J’ai donc révisé mon jugement sur et je suis très content de l’avoir fait car Black Fleet est un très bon jeu de pirate : prenant, proposant un rythme qui va crescendo, il fait monter la pression de tour en tour et n’oublie pas d’être stratégique avec ses 3 navires à déplacer, les cartes fortunes de mer capables de renverser une situation. Mon seul regret ira au fait qu’une fois mal embarqué vous aurez du mal à rattraper votre retard, les autres bénéficiant de leurs cartes de développement pour vous écarter encore plus et prendre de l’avance (sensation moins marquée à trois joueurs).

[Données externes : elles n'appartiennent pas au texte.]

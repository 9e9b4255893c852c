mod file_service;

pub use file_service::{FileService, FileUpload};
//! HTTP application assembly shared by the binary and the router tests.

use std::sync::Arc;

use axum::{http::StatusCode, middleware::from_fn, routing::get, Router};
use tower_http::request_id::{PropagateRequestIdLayer, SetRequestIdLayer};
use tower_http::trace::{DefaultOnRequest, DefaultOnResponse, TraceLayer};
use tracing::Level;
use utoipa::{Modify, OpenApi};
use utoipa_swagger_ui::SwaggerUi;

use crate::core::config::SwaggerConfig;
use crate::core::middleware;
use crate::core::openapi::{ApiDoc, SwaggerInfoModifier};
use crate::features::auth::{routes as auth_routes, AccessPolicy, JwtValidator};
use crate::features::clients::{self, ClientService};
use crate::features::files::{self, FileService};

/// Everything the routes need, already wired to their backends
pub struct AppServices {
    pub jwt_validator: Arc<JwtValidator>,
    pub policy: Arc<AccessPolicy>,
    pub client_service: Arc<ClientService>,
    pub file_service: Arc<FileService>,
}

async fn health_check() -> StatusCode {
    StatusCode::OK
}

fn swagger_router(config: &SwaggerConfig) -> Router {
    let mut openapi = ApiDoc::openapi();
    SwaggerInfoModifier {
        title: config.title.clone(),
        version: config.version.clone(),
        description: config.description.clone(),
    }
    .modify(&mut openapi);

    let swagger = SwaggerUi::new("/swagger-ui").url("/api-docs/openapi.json", openapi);

    match config.credentials() {
        Some(credentials) => {
            tracing::info!("Swagger UI basic auth enabled");
            Router::new()
                .merge(swagger)
                .layer(from_fn(middleware::basic_auth_middleware(Arc::new(
                    credentials,
                ))))
        }
        None => {
            tracing::info!("Swagger UI basic auth disabled (no credentials configured)");
            Router::new().merge(swagger)
        }
    }
}

/// Build the full router: swagger, `/health`, and the JWT-protected API
pub fn build_router(
    services: AppServices,
    cors_allowed_origins: Vec<String>,
    swagger: &SwaggerConfig,
) -> Router {
    let protected_routes = Router::new()
        .merge(auth_routes::protected_routes(services.policy))
        .merge(clients::routes(services.client_service))
        .merge(files::routes(services.file_service))
        .route_layer(axum::middleware::from_fn_with_state(
            services.jwt_validator,
            middleware::auth_middleware,
        ));

    Router::new()
        .merge(swagger_router(swagger))
        .merge(protected_routes)
        .route("/health", get(health_check))
        .layer(middleware::cors_layer(cors_allowed_origins))
        // Propagate X-Request-Id to response headers
        .layer(PropagateRequestIdLayer::x_request_id())
        .layer(
            TraceLayer::new_for_http()
                .make_span_with(middleware::MakeSpanWithRequestId)
                .on_request(DefaultOnRequest::new().level(Level::INFO))
                .on_response(DefaultOnResponse::new().level(Level::INFO)),
        )
        // Generate X-Request-Id using UUID v7 (or use client-provided one)
        .layer(SetRequestIdLayer::x_request_id(middleware::MakeRequestUuid))
}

Que ce soit en famille ou entre amis, Black Fleet est tout aussi plaisant, par contre n’espérez pas conserver un esprit “gentillet” autour de la table car les coups fourrés sont nombreux. Comme le disaient les pirates, pas de quartiers !
La durée de vie :
Le jeu est sympathique, dynamique, et se met rapidement en place, autant de raisons qui le feront souvent sortir. Si en plus vous avez des enfants, je suis certain que le jeu sera usé à force d’être manipulé par des petites mains. De plus, les cartes objectifs sont toutes différentes, ce qui permet de bien renouveler les parties en modifiant la gestion de votre flotte.
Le jeu est également assez différent en fonction du nombre de joueurs. Plus tendu et moins changeant à 3, il devient plus chaotique et implacable à 4.
Voici quelques variantes que je vous propose pour modifier vos parties :
L’offre et la demande : lorsque vous livrez des marchandises dans un port, elles y restent quelle que soit sa couleur. Les ports vont alors petit à petit proposer des marchandises différentes qui pourront être choisies lors des réapprovisionnements ou des pillages. Si un navire arrive dans un port avec une marchandise qui ne peut pas y être achetée, elle est perdue.
La gestion des marchandises deviendra alors un peu plus complexe mais aussi plus réaliste, et les pillages prendront un côté plus stratégique.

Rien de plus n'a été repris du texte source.